◆ Data for this task:
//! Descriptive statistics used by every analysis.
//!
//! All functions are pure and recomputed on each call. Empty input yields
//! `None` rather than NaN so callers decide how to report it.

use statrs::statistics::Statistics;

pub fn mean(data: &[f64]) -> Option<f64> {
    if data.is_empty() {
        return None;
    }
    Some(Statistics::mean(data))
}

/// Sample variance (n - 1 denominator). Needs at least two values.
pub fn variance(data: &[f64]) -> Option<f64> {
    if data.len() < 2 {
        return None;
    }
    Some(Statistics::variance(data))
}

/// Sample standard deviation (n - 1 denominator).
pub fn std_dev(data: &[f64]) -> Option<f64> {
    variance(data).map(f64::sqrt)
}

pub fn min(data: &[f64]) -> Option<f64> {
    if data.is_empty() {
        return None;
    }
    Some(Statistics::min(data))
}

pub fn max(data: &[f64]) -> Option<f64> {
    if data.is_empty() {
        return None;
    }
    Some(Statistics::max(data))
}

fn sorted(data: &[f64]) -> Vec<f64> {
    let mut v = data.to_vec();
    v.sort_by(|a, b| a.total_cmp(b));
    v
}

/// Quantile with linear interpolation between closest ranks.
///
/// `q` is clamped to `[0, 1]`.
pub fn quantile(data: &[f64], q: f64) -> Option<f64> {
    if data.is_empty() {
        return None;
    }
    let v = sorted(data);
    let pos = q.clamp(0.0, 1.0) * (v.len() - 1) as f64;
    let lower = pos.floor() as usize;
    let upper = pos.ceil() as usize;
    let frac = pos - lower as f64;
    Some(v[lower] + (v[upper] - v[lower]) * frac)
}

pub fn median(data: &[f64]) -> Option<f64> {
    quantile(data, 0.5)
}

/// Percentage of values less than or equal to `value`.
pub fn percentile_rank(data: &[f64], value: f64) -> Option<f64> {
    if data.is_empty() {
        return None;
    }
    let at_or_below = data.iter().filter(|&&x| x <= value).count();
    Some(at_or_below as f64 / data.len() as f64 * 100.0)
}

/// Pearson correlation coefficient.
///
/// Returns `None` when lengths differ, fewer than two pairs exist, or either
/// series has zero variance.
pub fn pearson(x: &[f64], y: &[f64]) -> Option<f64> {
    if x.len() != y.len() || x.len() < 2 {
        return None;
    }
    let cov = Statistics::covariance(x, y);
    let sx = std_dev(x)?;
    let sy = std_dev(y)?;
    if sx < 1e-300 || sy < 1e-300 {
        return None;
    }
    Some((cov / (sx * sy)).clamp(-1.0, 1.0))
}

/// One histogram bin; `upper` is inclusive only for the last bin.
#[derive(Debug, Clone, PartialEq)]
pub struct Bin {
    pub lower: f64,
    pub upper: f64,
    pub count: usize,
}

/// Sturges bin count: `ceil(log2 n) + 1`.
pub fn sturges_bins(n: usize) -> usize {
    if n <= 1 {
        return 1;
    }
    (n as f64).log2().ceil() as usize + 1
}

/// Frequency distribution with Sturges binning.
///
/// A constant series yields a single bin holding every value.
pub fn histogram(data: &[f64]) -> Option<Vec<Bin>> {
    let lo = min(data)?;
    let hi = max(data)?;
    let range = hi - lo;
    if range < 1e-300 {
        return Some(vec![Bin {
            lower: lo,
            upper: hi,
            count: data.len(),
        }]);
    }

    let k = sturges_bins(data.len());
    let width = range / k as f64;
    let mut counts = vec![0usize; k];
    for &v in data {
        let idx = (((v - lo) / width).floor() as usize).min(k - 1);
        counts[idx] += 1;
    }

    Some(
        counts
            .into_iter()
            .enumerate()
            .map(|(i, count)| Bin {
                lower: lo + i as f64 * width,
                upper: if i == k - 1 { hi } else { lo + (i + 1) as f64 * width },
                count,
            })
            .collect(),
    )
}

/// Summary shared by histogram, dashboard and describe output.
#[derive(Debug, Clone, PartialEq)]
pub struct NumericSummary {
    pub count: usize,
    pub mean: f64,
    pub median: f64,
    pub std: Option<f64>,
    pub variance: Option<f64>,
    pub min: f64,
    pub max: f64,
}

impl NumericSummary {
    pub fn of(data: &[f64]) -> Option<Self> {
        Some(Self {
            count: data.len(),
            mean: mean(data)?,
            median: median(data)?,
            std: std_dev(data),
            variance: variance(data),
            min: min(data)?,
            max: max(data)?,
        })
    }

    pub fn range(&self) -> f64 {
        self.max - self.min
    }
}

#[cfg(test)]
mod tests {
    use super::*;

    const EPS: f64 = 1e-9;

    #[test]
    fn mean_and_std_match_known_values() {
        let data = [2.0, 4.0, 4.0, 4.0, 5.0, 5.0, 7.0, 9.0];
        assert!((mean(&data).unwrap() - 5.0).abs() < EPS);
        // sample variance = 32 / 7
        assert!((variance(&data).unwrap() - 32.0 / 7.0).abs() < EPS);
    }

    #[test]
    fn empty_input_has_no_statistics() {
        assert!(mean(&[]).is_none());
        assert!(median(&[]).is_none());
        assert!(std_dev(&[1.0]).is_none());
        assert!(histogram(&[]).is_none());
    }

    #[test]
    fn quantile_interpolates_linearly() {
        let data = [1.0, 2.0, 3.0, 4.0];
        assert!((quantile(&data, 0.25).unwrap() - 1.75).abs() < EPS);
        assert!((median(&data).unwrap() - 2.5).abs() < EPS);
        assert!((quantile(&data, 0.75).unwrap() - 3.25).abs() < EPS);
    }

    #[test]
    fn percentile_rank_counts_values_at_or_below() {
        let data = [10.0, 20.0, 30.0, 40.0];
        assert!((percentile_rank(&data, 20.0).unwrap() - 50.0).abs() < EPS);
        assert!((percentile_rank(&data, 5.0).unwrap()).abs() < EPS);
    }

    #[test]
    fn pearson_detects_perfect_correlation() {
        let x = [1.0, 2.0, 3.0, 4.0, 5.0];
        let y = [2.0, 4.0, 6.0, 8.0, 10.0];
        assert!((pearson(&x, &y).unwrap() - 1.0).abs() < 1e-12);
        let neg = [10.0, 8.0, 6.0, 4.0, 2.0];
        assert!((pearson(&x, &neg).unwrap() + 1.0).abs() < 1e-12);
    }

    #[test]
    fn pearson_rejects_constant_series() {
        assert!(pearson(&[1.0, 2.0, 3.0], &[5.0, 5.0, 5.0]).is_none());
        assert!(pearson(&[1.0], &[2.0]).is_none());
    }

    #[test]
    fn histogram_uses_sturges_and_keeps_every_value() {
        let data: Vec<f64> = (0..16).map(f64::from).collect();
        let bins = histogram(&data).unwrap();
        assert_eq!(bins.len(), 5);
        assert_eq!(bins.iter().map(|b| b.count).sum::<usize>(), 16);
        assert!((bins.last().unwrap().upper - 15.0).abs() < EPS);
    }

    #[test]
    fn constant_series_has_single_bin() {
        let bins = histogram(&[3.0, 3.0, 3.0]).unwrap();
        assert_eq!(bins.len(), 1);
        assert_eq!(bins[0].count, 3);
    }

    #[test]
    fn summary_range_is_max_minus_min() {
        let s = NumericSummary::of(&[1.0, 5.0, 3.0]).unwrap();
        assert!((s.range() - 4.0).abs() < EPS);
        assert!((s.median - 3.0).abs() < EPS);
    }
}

◆ About this task: Across the records above, how many lines does the word "ceil" appear on? Reply with the number only.

◆ Response: 3